Task requirements
Take from the listing each line that has the string "ServiceConfig".

────

use actix_web::{
    HttpResponse, delete, get, post, put,
    web::{Data, Path, Query, ServiceConfig},
};
use actix_web_validator::Json;
use uuid::Uuid;

use super::dto::JobSearchParams;
use super::models::{JobQuery, JobUpdate, NewJob};
use super::service::JobService;
use crate::api::auth::SessionUser;
use crate::api::error::ApiError;

#[post("/add-job")]
async fn create_job(
    service: Data<JobService>,
    session: SessionUser,
    job: Json<NewJob>,
) -> Result<HttpResponse, ApiError> {
    let result = service.create_job(&session, job.into_inner()).await?;
    Ok(HttpResponse::Ok().json(result))
}

#[get("/jobs")]
async fn list_jobs(service: Data<JobService>) -> Result<HttpResponse, ApiError> {
    Ok(HttpResponse::Ok().json(service.list_jobs().await?))
}

#[get("/jobs/{email}")]
async fn list_jobs_by_owner(
    service: Data<JobService>,
    session: SessionUser,
    email: Path<String>,
) -> Result<HttpResponse, ApiError> {
    let jobs = service.list_jobs_by_owner(&email, &session).await?;
    Ok(HttpResponse::Ok().json(jobs))
}

#[get("/job/{id}")]
async fn get_job(service: Data<JobService>, id: Path<Uuid>) -> Result<HttpResponse, ApiError> {
    // a missing job is an empty result, not an error
    let job = service.get_job(id.into_inner()).await?;
    Ok(HttpResponse::Ok().json(job))
}

#[put("/update-job/{id}")]
async fn update_job(
    service: Data<JobService>,
    session: SessionUser,
    id: Path<Uuid>,
    update: Json<JobUpdate>,
) -> Result<HttpResponse, ApiError> {
    let result = service
        .update_job(id.into_inner(), update.into_inner(), &session)
        .await?;
    Ok(HttpResponse::Ok().json(result))
}

#[delete("/job/{id}")]
async fn delete_job(
    service: Data<JobService>,
    session: SessionUser,
    id: Path<Uuid>,
) -> Result<HttpResponse, ApiError> {
    let result = service.delete_job(id.into_inner(), &session).await?;
    Ok(HttpResponse::Ok().json(result))
}

#[get("/all-jobs")]
async fn search_jobs(
    service: Data<JobService>,
    params: Query<JobSearchParams>,
) -> Result<HttpResponse, ApiError> {
    let query = JobQuery::from(params.into_inner());
    Ok(HttpResponse::Ok().json(service.search_jobs(&query).await?))
}

pub fn job_config(config: &mut ServiceConfig) {
    config
        .service(create_job)
        .service(list_jobs)
        .service(list_jobs_by_owner)
        .service(get_job)
        .service(update_job)
        .service(delete_job)
        .service(search_jobs);
}

#[cfg(test)]
mod tests {
    use super::*;
    use crate::api;
    use crate::api::job::models::Job;
    use crate::api::test_support::{issuer, session_cookie};
    use crate::db::MemoryStore;
    use actix_web::{App, http::StatusCode, test};
    use serde_json::{Value, json};
    use std::sync::Arc;

    const LIMIT: usize = 1024 * 1024;

    fn logo_job() -> Value {
        json!({
            "title": "Logo Design",
            "category": "design",
            "deadline": "2024-06-01",
            "owner": { "email": "a@x.com", "name": "Ada" },
            "minPrice": 50,
            "maxPrice": 200
        })
    }

    #[actix_web::test]
    async fn add_job_requires_session() {
        let app = test::init_service(
            App::new().configure(api::configure(Arc::new(MemoryStore::new()), issuer(), LIMIT)),
        )
        .await;

        let req = test::TestRequest::post()
            .uri("/add-job")
            .set_json(logo_job())
            .to_request();
        let resp = test::call_service(&app, req).await;
        assert_eq!(resp.status(), StatusCode::UNAUTHORIZED);
    }

    #[actix_web::test]
    async fn created_job_round_trips_over_http() {
        let app = test::init_service(
            App::new().configure(api::configure(Arc::new(MemoryStore::new()), issuer(), LIMIT)),
        )
        .await;

        let req = test::TestRequest::post()
            .uri("/add-job")
            .cookie(session_cookie("a@x.com"))
            .set_json(logo_job())
            .to_request();
        let created: Value = test::call_and_read_body_json(&app, req).await;
        assert_eq!(created["acknowledged"], json!(true));
        let id = created["insertedId"].as_str().unwrap().to_string();

        let req = test::TestRequest::get().uri(&format!("/job/{}", id)).to_request();
        let job: Job = test::call_and_read_body_json(&app, req).await;
        assert_eq!(job.title, "Logo Design");
        assert_eq!(job.bid_count, 0);
        assert_eq!(job.details.get("maxPrice"), Some(&json!(200)));

        let req = test::TestRequest::get().uri("/jobs").to_request();
        let jobs: Vec<Job> = test::call_and_read_body_json(&app, req).await;
        assert_eq!(jobs.len(), 1);
    }

    #[actix_web::test]
    async fn missing_job_is_null() {
        let app = test::init_service(
            App::new().configure(api::configure(Arc::new(MemoryStore::new()), issuer(), LIMIT)),
        )
        .await;

        let req = test::TestRequest::get()
            .uri(&format!("/job/{}", Uuid::new_v4()))
            .to_request();
        let resp = test::call_service(&app, req).await;
        assert_eq!(resp.status(), StatusCode::OK);
        let body = test::read_body(resp).await;
        assert_eq!(body.as_ref(), b"null");
    }

    #[actix_web::test]
    async fn malformed_id_is_a_bad_request() {
        let app = test::init_service(
            App::new().configure(api::configure(Arc::new(MemoryStore::new()), issuer(), LIMIT)),
        )
        .await;

        let req = test::TestRequest::get().uri("/job/not-an-id").to_request();
        let resp = test::call_service(&app, req).await;
        assert_eq!(resp.status(), StatusCode::BAD_REQUEST);
    }

    #[actix_web::test]
    async fn owner_listing_rejects_other_sessions() {
        let app = test::init_service(
            App::new().configure(api::configure(Arc::new(MemoryStore::new()), issuer(), LIMIT)),
        )
        .await;

        let req = test::TestRequest::post()
            .uri("/add-job")
            .cookie(session_cookie("a@x.com"))
            .set_json(logo_job())
            .to_request();
        test::call_service(&app, req).await;

        let req = test::TestRequest::get()
            .uri("/jobs/a@x.com")
            .cookie(session_cookie("b@y.com"))
            .to_request();
        let resp = test::call_service(&app, req).await;
        assert_eq!(resp.status(), StatusCode::UNAUTHORIZED);
        let body: Value = test::read_body_json(resp).await;
        assert_eq!(body, json!({ "message": "unauthorized access" }));

        let req = test::TestRequest::get()
            .uri("/jobs/a@x.com")
            .cookie(session_cookie("a@x.com"))
            .to_request();
        let jobs: Vec<Job> = test::call_and_read_body_json(&app, req).await;
        assert_eq!(jobs.len(), 1);
    }

    #[actix_web::test]
    async fn all_jobs_accepts_empty_params_and_any_sort() {
        let app = test::init_service(
            App::new().configure(api::configure(Arc::new(MemoryStore::new()), issuer(), LIMIT)),
        )
        .await;

        let req = test::TestRequest::post()
            .uri("/add-job")
            .cookie(session_cookie("a@x.com"))
            .set_json(logo_job())
            .to_request();
        test::call_service(&app, req).await;

        let req = test::TestRequest::get()
            .uri("/all-jobs?filter=&search=&sort=")
            .to_request();
        let jobs: Vec<Job> = test::call_and_read_body_json(&app, req).await;
        assert_eq!(jobs.len(), 1);

        let req = test::TestRequest::get()
            .uri("/all-jobs?filter=web&search=logo")
            .to_request();
        let jobs: Vec<Job> = test::call_and_read_body_json(&app, req).await;
        assert!(jobs.is_empty());

        let req = test::TestRequest::get().uri("/all-jobs?sort=up").to_request();
        let jobs: Vec<Job> = test::call_and_read_body_json(&app, req).await;
        assert_eq!(jobs.len(), 1);
    }

    #[actix_web::test]
    async fn update_and_delete_over_http() {
        let app = test::init_service(
            App::new().configure(api::configure(Arc::new(MemoryStore::new()), issuer(), LIMIT)),
        )
        .await;

        let id = Uuid::new_v4();
        let req = test::TestRequest::put()
            .uri(&format!("/update-job/{}", id))
            .cookie(session_cookie("a@x.com"))
            .set_json(logo_job())
            .to_request();
        let result: Value = test::call_and_read_body_json(&app, req).await;
        assert_eq!(result["upsertedId"], json!(id.to_string()));

        let req = test::TestRequest::delete()
            .uri(&format!("/job/{}", id))
            .cookie(session_cookie("b@y.com"))
            .to_request();
        let resp = test::call_service(&app, req).await;
        assert_eq!(resp.status(), StatusCode::UNAUTHORIZED);

        let req = test::TestRequest::delete()
            .uri(&format!("/job/{}", id))
            .cookie(session_cookie("a@x.com"))
            .to_request();
        let result: Value = test::call_and_read_body_json(&app, req).await;
        assert_eq!(result, json!({ "acknowledged": true, "deletedCount": 1 }));
    }
}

────

Answer area
    web::{Data, Path, Query, ServiceConfig},
pub fn job_config(config: &mut ServiceConfig) {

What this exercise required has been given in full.